What makes you overspend?
Published 18 August 2014 by Hayley Cox
Do you regularly act on impulse and spend more than you’d intended at the shops? This overspending could soon mount up – without you even realising.
Is your weakness at the shops picking up a new belt or handbag every time you buy a new outfit – even though you hadn’t planned to? Or perhaps it’s snapping up a meal deal when you visit a fast food restaurant – despite knowing you could live without the extra piece of chicken or that large order of fries?
In fact, the main place where Brits overspend is the supermarket, corner shop, market or anywhere else where they sell groceries, according to a new survey* conducted for us. Doing the food shop is when half of consumers admit they are likely to splash more cash than they intended.
After groceries, clothing is the purchase people are most likely to overspend on, with a third of respondents admitting they end up spending more than they’d planned on additions to their wardrobe. This is followed by restaurant orders, technology and fast food meals – all areas where consumers claim that their final bill ended up being more than they’d intended.
And overspending isn’t something shoppers do once in a blue moon either. When asked for the last time they splashed more cash than they’d planned, more than one in 10 respondents said they had that day. A further quarter of those polled said they’d overspent on something that week, while another quarter had done so that month.
Acting on impulse
So why do people overspend? Well, it turns out many of them are simply acting on impulse. Two-fifths of respondents said impulse is the reason they overspend – marginally more than the number of people who spent more because they spotted a good deal. And one in 20 claimed they had felt pressured to spend more than they’d planned.
However, this overspending can all add up. Of those who do it, one in five revealed it had pushed up the final cost of their purchase by more than 20%. Nearly one in 20, meanwhile, said they ended up spending over 50% more than they’d intended.

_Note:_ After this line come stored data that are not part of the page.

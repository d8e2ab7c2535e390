use serde::{Deserialize, Serialize};

/// A priceable catalog entry.
///
/// `name` is the identity key: case-sensitive, unique within the effective
/// catalog. Ingredients are rebuilt wholesale on every catalog fetch and are
/// never mutated in place.
#[derive(Debug, Clone, PartialEq, Serialize, Deserialize)]
#[serde(rename_all = "camelCase")]
pub struct Ingredient {
    pub name: String,

    /// Currency amount for one pack.
    pub pack_price: f64,

    /// Physical quantity per pack (e.g. grams). Positive for every
    /// business-valid entry.
    pub pack_quantity: f64,

    /// Whether the ingredient may be selected in a picker. Reconciliation
    /// and pricing ignore this flag.
    pub available: bool,
}

impl Ingredient {
    /// Price per single unit of `pack_quantity`.
    #[inline]
    pub fn unit_price(&self) -> f64 {
        self.pack_price / self.pack_quantity
    }

    /// Business validity: a non-blank name, a nonzero price, and a nonzero
    /// pack quantity. Structurally parseable rows failing this are excluded
    /// from the effective catalog rather than reported as errors.
    pub fn is_business_valid(&self) -> bool {
        !self.name.trim().is_empty() && self.pack_price != 0.0 && self.pack_quantity != 0.0
    }
}

#[cfg(test)]
mod tests {
    use super::*;

    fn sample_ingredient() -> Ingredient {
        Ingredient {
            name: "Clay".to_string(),
            pack_price: 20.0,
            pack_quantity: 1000.0,
            available: true,
        }
    }

    #[test]
    fn test_unit_price() {
        let ingredient = sample_ingredient();
        assert!((ingredient.unit_price() - 0.02).abs() < 1e-12);
    }

    #[test]
    fn test_business_validity() {
        assert!(sample_ingredient().is_business_valid());

        let mut blank_name = sample_ingredient();
        blank_name.name = "   ".to_string();
        assert!(!blank_name.is_business_valid());

        let mut free = sample_ingredient();
        free.pack_price = 0.0;
        assert!(!free.is_business_valid());

        let mut empty_pack = sample_ingredient();
        empty_pack.pack_quantity = 0.0;
        assert!(!empty_pack.is_business_valid());
    }

    #[test]
    fn test_wire_field_names() {
        let json = serde_json::to_value(sample_ingredient()).unwrap();
        assert!(json.get("packPrice").is_some());
        assert!(json.get("packQuantity").is_some());
        assert!(json.get("available").is_some());
    }
}
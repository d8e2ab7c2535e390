pub mod breakdown;
pub mod constants;
pub mod reconcile;

pub use breakdown::{ingredients_subtotal, line_price, price_breakdown, PricedBreakdown};
pub use constants::{SALES_TAX_RATE, STUDIO_SURCHARGE_RATE};
pub use reconcile::{reconcile, MatchedItem, Reconciliation};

Personal shopper Beth Goodrham, who runs the Style Guile blog, believes the unique allure of clothes could be responsible for such overspending. “Clothes have the ability to transport us to another world – a world that perhaps seems a little more attractive than our own! The colour, print, embellishment or shape of a piece of clothing can all be very powerful and from the moment that our heart skips a beat, and we imagine feeling a million dollars wearing something, the urge to buy can be hard to resist. “To avoid this take a step back, keep in mind what it is you really need to add to your wardrobe and remember, everything that is new, one day becomes old!”

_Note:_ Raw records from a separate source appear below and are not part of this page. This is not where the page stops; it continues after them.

//! Application and sensor configuration

use anyhow::{Context, Result};
use chrono::{DateTime, Utc};
use serde::{Deserialize, Serialize};
use std::path::{Path, PathBuf};

use fleet_sens_core::{DEFAULT_HISTORY_CAPACITY, DEFAULT_HISTORY_LIMIT};
use fleet_sens_types::{
    GeoPoint, SensorRegistration, SensorStatus, SensorType, SignalMode, SimulatorConfig,
};

/// Current config format version
pub const CONFIG_VERSION: u32 = 1;

/// Application-wide configuration
#[derive(Debug, Clone, PartialEq, Serialize, Deserialize)]
pub struct AppConfig {
    /// Version of the config format
    #[serde(default = "default_version")]
    pub version: u32,
    /// Reading retention settings
    #[serde(default)]
    pub stream: StreamConfig,
    /// Live dashboard settings
    #[serde(default)]
    pub dashboard: DashboardConfig,
    /// Sensors to register and simulate
    #[serde(default = "default_sensors")]
    pub sensors: Vec<SensorConfig>,
}

fn default_version() -> u32 {
    CONFIG_VERSION
}

impl AppConfig {
    /// Load configuration from the default location
    ///
    /// A missing file is not an error and yields the defaults.
    pub fn load() -> Result<Self> {
        let config_path = Self::config_path()?;

        if !config_path.exists() {
            return Ok(Self::default());
        }

        Self::load_from_path(&config_path)
    }

    /// Save configuration to the default location
    pub fn save(&self) -> Result<()> {
        let config_path = Self::config_path()?;
        self.save_to_path(&config_path)
    }

    /// Get the configuration file path
    pub fn config_path() -> Result<PathBuf> {
        let dirs = directories::ProjectDirs::from("com", "github.fleet_sens", "fleet-sens")
            .ok_or_else(|| anyhow::anyhow!("Could not determine config directory"))?;

        Ok(dirs.config_dir().join("config.json"))
    }

    /// Load configuration from a specific file path
    pub fn load_from_path(path: &Path) -> Result<Self> {
        let content = std::fs::read_to_string(path)
            .with_context(|| format!("Failed to read config {}", path.display()))?;
        let config = serde_json::from_str(&content)
            .with_context(|| format!("Failed to parse config {}", path.display()))?;
        Ok(config)
    }

    /// Save configuration to a specific file path
    pub fn save_to_path(&self, path: &Path) -> Result<()> {
        // Ensure parent directory exists
        if let Some(parent) = path.parent() {
            std::fs::create_dir_all(parent)?;
        }

        let content = serde_json::to_string_pretty(self)?;
        std::fs::write(path, content)
            .with_context(|| format!("Failed to write config {}", path.display()))?;
        Ok(())
    }
}

impl Default for AppConfig {
    fn default() -> Self {
        Self {
            version: CONFIG_VERSION,
            stream: StreamConfig::default(),
            dashboard: DashboardConfig::default(),
            sensors: default_sensors(),
        }
    }
}

/// Reading retention settings
#[derive(Debug, Clone, PartialEq, Serialize, Deserialize)]
pub struct StreamConfig {
    /// Readings kept per sensor before the oldest is evicted
    #[serde(default = "default_capacity")]
    pub capacity: usize,
    /// Entries returned by history queries that don't give a limit
    #[serde(default = "default_history_limit")]
    pub history_limit: usize,
}

fn default_capacity() -> usize {
    DEFAULT_HISTORY_CAPACITY
}

fn default_history_limit() -> usize {
    DEFAULT_HISTORY_LIMIT
}

impl Default for StreamConfig {
    fn default() -> Self {
        Self {
            capacity: default_capacity(),
            history_limit: default_history_limit(),
        }
    }
}

/// Live dashboard settings
#[derive(Debug, Clone, PartialEq, Serialize, Deserialize)]
pub struct DashboardConfig {
    /// Poll interval in milliseconds
    #[serde(default = "default_poll_interval")]
    pub poll_interval_ms: u64,
    /// Number of recent values shown next to each sensor
    #[serde(default = "default_preview")]
    pub preview: usize,
}

fn default_poll_interval() -> u64 {
    1000
}

fn default_preview() -> usize {
    5
}

impl Default for DashboardConfig {
    fn default() -> Self {
        Self {
            poll_interval_ms: default_poll_interval(),
            preview: default_preview(),
        }
    }
}

/// A sensor to register, plus how to simulate it
#[derive(Debug, Clone, PartialEq, Serialize, Deserialize)]
pub struct SensorConfig {
    pub id: String,
    pub name: String,
    pub sensor_type: SensorType,
    /// Display unit; the category's default unit when absent
    #[serde(default, skip_serializing_if = "Option::is_none")]
    pub unit: Option<String>,
    #[serde(default)]
    pub location: GeoPoint,
    #[serde(default)]
    pub status: SensorStatus,
    /// Install date; registration time when absent
    #[serde(default, skip_serializing_if = "Option::is_none")]
    pub install_date: Option<DateTime<Utc>>,
    #[serde(default)]
    pub simulator: SimulatorConfig,
}

impl SensorConfig {
    /// Display unit for this sensor's readings
    pub fn unit(&self) -> String {
        self.unit
            .clone()
            .unwrap_or_else(|| self.sensor_type.default_unit().to_string())
    }

    /// Registration record for this sensor
    pub fn registration(&self) -> SensorRegistration {
        let mut registration =
            SensorRegistration::new(self.id.clone(), self.name.clone(), self.sensor_type.clone())
                .with_location(self.location)
                .with_status(self.status);
        if let Some(install_date) = self.install_date {
            registration.install_date = install_date;
        }
        registration
    }
}

/// Demo fleet instrumentation for a single vessel
fn default_sensors() -> Vec<SensorConfig> {
    let berth = GeoPoint::new(59.9036, 10.7394);
    let sensor = |id: &str, name: &str, sensor_type: SensorType, simulator: SimulatorConfig| {
        SensorConfig {
            id: id.to_string(),
            name: name.to_string(),
            sensor_type,
            unit: None,
            location: berth,
            status: SensorStatus::Active,
            install_date: None,
            simulator,
        }
    };

    vec![
        sensor(
            "T1",
            "Engine Temp",
            SensorType::Temperature,
            SimulatorConfig {
                mode: SignalMode::SineWave,
                base_value: 75.0,
                min_value: 60.0,
                max_value: 90.0,
                period: 120.0,
                noise: 0.5,
                update_interval_ms: 1000,
            },
        ),
        sensor(
            "P1",
            "Hull Pressure",
            SensorType::Pressure,
            SimulatorConfig {
                mode: SignalMode::RandomWalk,
                base_value: 2.0,
                min_value: 1.0,
                max_value: 3.0,
                period: 60.0,
                noise: 0.02,
                update_interval_ms: 2000,
            },
        ),
        sensor(
            "M1",
            "Bridge Motion",
            SensorType::Motion,
            SimulatorConfig {
                mode: SignalMode::Triangle,
                base_value: 0.0,
                min_value: -0.4,
                max_value: 0.4,
                period: 8.0,
                noise: 0.05,
                update_interval_ms: 500,
            },
        ),
        sensor(
            "C1",
            "Cabin Climate",
            SensorType::Climate,
            SimulatorConfig {
                mode: SignalMode::Constant,
                base_value: 45.0,
                min_value: 0.0,
                max_value: 100.0,
                period: 60.0,
                noise: 2.0,
                update_interval_ms: 5000,
            },
        ),
        SensorConfig {
            status: SensorStatus::Maintenance,
            ..sensor(
                "W1",
                "Ballast Water pH",
                SensorType::WaterQuality,
                SimulatorConfig {
                    mode: SignalMode::RandomWalk,
                    base_value: 7.4,
                    min_value: 6.5,
                    max_value: 8.5,
                    period: 60.0,
                    noise: 0.01,
                    update_interval_ms: 5000,
                },
            )
        },
    ]
}

#[cfg(test)]
mod tests {
    use super::*;

    #[test]
    fn test_default_config_round_trip() {
        let dir = tempfile::tempdir().unwrap();
        let path = dir.path().join("nested").join("config.json");

        let config = AppConfig::default();
        config.save_to_path(&path).unwrap();
        let loaded = AppConfig::load_from_path(&path).unwrap();

        let ids: Vec<_> = loaded.sensors.iter().map(|s| s.id.as_str()).collect();
        assert_eq!(ids, vec!["T1", "P1", "M1", "C1", "W1"]);
        assert_eq!(loaded.sensors[4].status, SensorStatus::Maintenance);
        assert_eq!(loaded.sensors[0].simulator.mode, SignalMode::SineWave);
        assert_eq!(loaded.stream.capacity, 1000);
        assert_eq!(loaded.stream.history_limit, 100);
        assert_eq!(loaded.dashboard.poll_interval_ms, 1000);
    }

    #[test]
    fn test_empty_object_uses_defaults() {
        let config: AppConfig = serde_json::from_str("{}").unwrap();
        assert_eq!(config, AppConfig::default());
        assert!(config.sensors.iter().any(|s| s.id == "T1" && s.name == "Engine Temp"));
    }

    #[test]
    fn test_malformed_file_is_an_error() {
        let dir = tempfile::tempdir().unwrap();
        let path = dir.path().join("config.json");
        std::fs::write(&path, "{ not json").unwrap();

        let err = AppConfig::load_from_path(&path).unwrap_err();
        assert!(err.to_string().contains("Failed to parse config"));
    }

    #[test]
    fn test_sensor_registration_and_unit() {
        let json = r#"{
            "id": "S9",
            "name": "Salinity",
            "sensor_type": "salinity",
            "unit": "PSU",
            "status": "inactive",
            "install_date": "2023-06-01T12:00:00Z"
        }"#;
        let sensor: SensorConfig = serde_json::from_str(json).unwrap();
        assert_eq!(sensor.unit(), "PSU");

        let registration = sensor.registration();
        assert_eq!(registration.sensor_type, SensorType::Other("salinity".to_string()));
        assert_eq!(registration.status, SensorStatus::Inactive);
        assert_eq!(registration.install_date.to_rfc3339(), "2023-06-01T12:00:00+00:00");
    }

    #[test]
    fn test_unit_falls_back_to_category_default() {
        let sensor = default_sensors().remove(0);
        assert_eq!(sensor.unit(), "°C");
    }
}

The thing is, overspending like this can quickly eat into your funds without you even realising it – particularly if you do it regularly. It might just be a couple of buy-1-get-1-free deals a month at the supermarket, but when you add that to the side dish you had with your restaurant order, or the necklace you bought at the last minute to go with a new dress, it all mounts up.
It could be that as a result of this you get to the end of the month and realise you have far less money available than you thought. To avoid an unpleasant surprise like this, make sure you always go into a shop with a clear idea of what it is you need to buy – and don’t let impulse get in the way. If you see a tempting 2-for-1 offer, ask yourself if you really need two of the item.
By sticking to a budget when you hit the shops, you may have less chance of being unpleasantly surprised when you see your account balance.
*OnePoll questioned a nationally representative sample of 2,000 adults aged 18 and over between 24Th July and 31st July 2014, of whom 620 were Scottish residents.